◆ EXERCISE OBJECTIVE ◆
Repeat exactly the lines below that lie between the line with "file yields the" and the line with "let contents = toml::to_string_pretty(self)", counting both of those lines as part of the answer.

----- PROVIDED ENTRIES

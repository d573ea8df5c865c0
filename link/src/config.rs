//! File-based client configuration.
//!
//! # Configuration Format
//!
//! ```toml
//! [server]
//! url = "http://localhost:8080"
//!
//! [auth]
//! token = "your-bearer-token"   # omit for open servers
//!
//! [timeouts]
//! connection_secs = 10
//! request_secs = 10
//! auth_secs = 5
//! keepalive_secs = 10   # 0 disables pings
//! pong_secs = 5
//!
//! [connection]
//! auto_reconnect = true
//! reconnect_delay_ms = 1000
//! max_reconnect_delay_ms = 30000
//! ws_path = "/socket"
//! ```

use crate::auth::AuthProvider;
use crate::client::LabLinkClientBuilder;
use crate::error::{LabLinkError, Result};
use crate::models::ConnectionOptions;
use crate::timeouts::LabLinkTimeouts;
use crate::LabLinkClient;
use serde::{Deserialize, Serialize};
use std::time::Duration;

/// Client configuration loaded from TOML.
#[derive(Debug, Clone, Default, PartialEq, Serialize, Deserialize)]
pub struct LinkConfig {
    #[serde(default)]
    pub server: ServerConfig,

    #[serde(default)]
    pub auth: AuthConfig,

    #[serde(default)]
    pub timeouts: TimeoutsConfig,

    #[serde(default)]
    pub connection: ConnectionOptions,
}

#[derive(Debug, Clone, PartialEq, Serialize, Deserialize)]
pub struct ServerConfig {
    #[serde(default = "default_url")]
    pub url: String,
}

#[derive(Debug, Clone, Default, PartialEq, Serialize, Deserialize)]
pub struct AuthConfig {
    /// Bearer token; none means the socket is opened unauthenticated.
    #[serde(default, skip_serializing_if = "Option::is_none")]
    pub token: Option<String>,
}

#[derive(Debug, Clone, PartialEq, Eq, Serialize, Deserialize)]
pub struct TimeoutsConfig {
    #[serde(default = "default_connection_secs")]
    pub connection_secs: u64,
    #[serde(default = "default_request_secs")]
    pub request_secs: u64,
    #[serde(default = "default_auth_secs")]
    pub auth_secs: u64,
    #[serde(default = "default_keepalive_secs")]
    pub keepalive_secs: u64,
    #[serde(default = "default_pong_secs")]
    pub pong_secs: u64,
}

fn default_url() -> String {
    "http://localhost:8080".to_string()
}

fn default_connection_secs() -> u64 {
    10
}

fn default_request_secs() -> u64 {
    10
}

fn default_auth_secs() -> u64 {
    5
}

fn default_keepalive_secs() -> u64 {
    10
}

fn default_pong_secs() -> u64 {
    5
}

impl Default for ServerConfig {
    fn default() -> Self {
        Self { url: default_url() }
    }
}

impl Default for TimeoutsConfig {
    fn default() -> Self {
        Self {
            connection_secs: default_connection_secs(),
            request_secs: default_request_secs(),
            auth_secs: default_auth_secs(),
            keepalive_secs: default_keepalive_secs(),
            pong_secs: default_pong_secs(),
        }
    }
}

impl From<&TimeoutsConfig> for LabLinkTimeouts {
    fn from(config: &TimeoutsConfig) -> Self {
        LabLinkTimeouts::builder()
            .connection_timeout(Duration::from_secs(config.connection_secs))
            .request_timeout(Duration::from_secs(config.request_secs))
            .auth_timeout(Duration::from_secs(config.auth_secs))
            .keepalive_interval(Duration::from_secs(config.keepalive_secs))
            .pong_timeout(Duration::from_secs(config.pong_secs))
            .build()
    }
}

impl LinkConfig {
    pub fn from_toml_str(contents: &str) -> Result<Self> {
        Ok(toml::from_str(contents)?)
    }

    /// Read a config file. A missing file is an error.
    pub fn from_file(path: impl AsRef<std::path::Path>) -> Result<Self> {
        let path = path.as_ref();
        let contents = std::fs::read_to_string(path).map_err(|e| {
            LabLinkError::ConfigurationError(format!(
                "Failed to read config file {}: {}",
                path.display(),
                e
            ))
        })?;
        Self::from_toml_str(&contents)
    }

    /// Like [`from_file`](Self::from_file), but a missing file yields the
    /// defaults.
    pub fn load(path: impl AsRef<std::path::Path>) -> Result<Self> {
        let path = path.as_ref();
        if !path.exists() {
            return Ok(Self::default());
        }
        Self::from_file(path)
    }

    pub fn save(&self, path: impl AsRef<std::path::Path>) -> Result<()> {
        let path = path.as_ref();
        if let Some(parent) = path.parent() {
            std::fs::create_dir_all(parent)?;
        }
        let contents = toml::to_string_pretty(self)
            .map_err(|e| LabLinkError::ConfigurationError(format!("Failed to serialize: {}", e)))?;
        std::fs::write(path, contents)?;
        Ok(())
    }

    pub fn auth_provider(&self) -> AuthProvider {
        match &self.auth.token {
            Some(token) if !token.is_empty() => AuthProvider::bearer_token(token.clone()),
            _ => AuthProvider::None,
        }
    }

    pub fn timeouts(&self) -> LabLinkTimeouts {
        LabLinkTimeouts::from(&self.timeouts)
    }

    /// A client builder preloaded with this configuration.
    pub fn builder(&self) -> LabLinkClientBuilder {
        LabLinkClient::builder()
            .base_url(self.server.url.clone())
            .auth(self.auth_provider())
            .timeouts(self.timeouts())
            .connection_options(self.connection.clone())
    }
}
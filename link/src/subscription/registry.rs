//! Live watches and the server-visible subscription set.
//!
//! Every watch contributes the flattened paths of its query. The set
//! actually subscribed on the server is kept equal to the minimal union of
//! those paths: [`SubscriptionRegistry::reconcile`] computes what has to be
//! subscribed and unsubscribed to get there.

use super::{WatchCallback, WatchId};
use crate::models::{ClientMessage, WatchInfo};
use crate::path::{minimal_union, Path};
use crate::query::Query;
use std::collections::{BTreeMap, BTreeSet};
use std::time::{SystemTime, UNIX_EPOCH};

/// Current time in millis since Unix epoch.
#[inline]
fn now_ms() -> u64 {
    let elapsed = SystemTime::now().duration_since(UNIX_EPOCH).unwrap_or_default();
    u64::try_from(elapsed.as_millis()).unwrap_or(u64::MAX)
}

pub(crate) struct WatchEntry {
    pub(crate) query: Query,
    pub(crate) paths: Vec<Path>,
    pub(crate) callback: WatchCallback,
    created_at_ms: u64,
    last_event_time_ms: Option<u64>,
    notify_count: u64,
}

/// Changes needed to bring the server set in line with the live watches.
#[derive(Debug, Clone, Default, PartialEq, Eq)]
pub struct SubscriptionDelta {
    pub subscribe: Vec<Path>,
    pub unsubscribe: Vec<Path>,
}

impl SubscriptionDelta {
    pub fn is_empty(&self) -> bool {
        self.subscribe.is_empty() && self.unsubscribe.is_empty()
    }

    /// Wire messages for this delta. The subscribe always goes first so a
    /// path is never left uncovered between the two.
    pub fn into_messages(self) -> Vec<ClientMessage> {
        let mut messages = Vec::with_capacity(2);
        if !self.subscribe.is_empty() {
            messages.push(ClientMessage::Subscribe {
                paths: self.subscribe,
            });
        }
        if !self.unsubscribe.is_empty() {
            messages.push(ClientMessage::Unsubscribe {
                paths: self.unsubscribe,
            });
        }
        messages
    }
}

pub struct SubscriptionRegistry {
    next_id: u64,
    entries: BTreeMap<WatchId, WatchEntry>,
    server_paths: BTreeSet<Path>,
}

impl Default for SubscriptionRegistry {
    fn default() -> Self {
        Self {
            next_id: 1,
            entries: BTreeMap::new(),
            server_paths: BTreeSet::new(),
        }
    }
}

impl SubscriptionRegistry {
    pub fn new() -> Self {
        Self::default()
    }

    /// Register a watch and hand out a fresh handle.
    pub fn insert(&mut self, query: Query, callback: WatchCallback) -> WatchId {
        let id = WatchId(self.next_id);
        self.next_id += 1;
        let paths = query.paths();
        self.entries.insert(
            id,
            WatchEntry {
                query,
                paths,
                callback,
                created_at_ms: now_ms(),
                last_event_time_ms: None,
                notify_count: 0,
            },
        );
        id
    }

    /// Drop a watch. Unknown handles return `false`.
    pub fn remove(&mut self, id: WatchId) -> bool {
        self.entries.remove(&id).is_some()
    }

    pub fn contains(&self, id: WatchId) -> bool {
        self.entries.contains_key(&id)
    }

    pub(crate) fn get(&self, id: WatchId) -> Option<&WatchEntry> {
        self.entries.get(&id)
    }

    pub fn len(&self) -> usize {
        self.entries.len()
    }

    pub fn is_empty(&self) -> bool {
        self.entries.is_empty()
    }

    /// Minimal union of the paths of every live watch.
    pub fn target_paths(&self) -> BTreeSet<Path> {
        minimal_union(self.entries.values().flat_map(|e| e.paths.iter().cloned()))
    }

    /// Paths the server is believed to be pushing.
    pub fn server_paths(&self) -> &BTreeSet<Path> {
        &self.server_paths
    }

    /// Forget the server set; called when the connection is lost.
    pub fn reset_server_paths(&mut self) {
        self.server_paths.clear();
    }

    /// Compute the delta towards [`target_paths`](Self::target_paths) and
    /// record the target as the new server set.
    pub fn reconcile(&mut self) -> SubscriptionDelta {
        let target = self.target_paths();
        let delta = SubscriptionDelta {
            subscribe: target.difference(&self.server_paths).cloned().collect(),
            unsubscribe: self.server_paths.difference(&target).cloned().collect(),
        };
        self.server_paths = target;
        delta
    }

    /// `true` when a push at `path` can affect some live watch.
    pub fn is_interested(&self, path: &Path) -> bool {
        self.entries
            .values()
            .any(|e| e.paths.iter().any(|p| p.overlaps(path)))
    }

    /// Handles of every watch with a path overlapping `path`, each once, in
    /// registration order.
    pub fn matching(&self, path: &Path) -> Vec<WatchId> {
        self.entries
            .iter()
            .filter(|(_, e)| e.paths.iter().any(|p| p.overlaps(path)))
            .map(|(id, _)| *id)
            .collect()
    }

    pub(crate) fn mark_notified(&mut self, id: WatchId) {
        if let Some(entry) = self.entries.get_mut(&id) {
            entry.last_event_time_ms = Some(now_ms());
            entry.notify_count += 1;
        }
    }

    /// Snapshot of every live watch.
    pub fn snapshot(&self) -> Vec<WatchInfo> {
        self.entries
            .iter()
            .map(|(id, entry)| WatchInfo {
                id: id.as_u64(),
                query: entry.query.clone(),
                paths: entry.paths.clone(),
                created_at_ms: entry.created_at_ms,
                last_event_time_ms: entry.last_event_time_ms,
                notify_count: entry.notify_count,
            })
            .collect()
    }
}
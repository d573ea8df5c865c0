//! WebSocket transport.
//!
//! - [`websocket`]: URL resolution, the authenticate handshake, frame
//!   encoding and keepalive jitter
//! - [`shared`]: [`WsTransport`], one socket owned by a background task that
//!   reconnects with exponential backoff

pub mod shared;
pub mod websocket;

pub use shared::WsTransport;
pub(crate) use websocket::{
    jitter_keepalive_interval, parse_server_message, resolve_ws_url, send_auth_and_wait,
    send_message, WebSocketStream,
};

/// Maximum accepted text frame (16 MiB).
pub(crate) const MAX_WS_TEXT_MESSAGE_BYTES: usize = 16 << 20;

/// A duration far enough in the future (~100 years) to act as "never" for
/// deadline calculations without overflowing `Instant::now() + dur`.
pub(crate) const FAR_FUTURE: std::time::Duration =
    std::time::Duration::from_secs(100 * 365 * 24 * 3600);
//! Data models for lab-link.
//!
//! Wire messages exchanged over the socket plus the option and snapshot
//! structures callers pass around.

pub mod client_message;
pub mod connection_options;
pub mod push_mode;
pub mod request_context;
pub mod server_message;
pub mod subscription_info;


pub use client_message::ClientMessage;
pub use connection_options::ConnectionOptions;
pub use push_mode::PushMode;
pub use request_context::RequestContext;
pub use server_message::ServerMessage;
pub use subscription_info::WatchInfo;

----------

◆ EXERCISE SOLUTION ◆
    /// Like [`from_file`](Self::from_file), but a missing file yields the
    /// defaults.
    pub fn load(path: impl AsRef<std::path::Path>) -> Result<Self> {
        let path = path.as_ref();
        if !path.exists() {
            return Ok(Self::default());
        }
        Self::from_file(path)
    }

    pub fn save(&self, path: impl AsRef<std::path::Path>) -> Result<()> {
        let path = path.as_ref();
        if let Some(parent) = path.parent() {
            std::fs::create_dir_all(parent)?;
        }
        let contents = toml::to_string_pretty(self)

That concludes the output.